Easter matters because if Jesus wasn’t raised from the dead—if Jesus is still dead—then He can’t help, and we need His help. We desperately need His help…
…because we’re all dying. In big ways and little ways, but we’re dying just the same. That’s why all of us love the ending of Romans 7. Is there anyone who can help us? Right here? Right now?
It’s not just Easter that’s at stake. It’s every day. One of the things I love about being the pastor of a local church is that you get close to people’s lives. The one thing I hate about being the pastor of a local church is that you get into people’s lives. There are a lot of days I walk around wishing I didn’t know what I know.
The old preachers used to tell me to preach “as a dying man to dying men.” It would be several years until I fully understood the truth of that statement.
All of my people are dying, some in big ways.

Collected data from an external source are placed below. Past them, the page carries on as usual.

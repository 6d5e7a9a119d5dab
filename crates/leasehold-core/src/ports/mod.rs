//! Ports - abstractions over the processor's external collaborators.
//!
//! - **MessageQueue**: the at-least-once queue (receive/enqueue/delete/renew)
//! - **LogSink**: structured log entries tagged with a component name
//!
//! Development implementations live in [`crate::impls`].

pub mod log_sink;
pub mod queue;

pub use self::log_sink::{LogEntry, LogLevel, LogSink};
pub use self::queue::MessageQueue;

They’ve been to the doctor during the week and been told there’s nothing more the doctor can do. They’ve buried a husband or a wife in the past several days. They’re struggling with the hardest questions of life. Does living mean anything? Is death the final word?
What does Easter mean to them?
Some of my people are dying in little ways. A marriage is fraying. Despite all of their efforts, this couple can’t find love again. Something very precious is slipping away. Who can help? What’s left to say?
An addict starts using again. He knows his habit is killing him, but he can’t find the strength to get free. Can Jesus still defeat death? Even when death is in the pill bottle by your bed?
One of our students didn’t get into graduate school. Now what? All of the dreams—all of the promises of the future—are now in the trash can wadded up in the last rejection letter. What’s left? Get a job and work until you die? Can Jesus defeat death when it kills you one dream at a time?
Sometimes, on the Sunday after Easter, I will read the familiar passage of the disciples being surprised by the resurrection of Jesus. We hear the story of despair giving way to hope, of death being buried by life. Jesus was raised from the dead and He’s alive now!
Yes, that means nothing can separate us from Him or His love for us. It means that when we die, He’ll bring us to be with Him. He won’t allow death to have the last word in our lives.
And He won’t allow death to have the final word in our days. Christ has defeated death—the final and ultimate destroyer of our lives and meaning, and Christ has defeated all of the little deaths we experience in the days until then.
Broken marriages can be healed.
Addicts can be set free.
Dreams can be put back together into better dreams—the dreams we would have wanted if we had known they were even possible.
No, you can’t preach on Easter Sunday if you don’t believe in Easter.
In fact, you can’t live on Monday or Tuesday or any other day of the week if you don’t believe death has ultimately been conquered and all of the little deaths in between have been conquered too.
Happy Easter. Jesus is alive. And that makes all of the difference.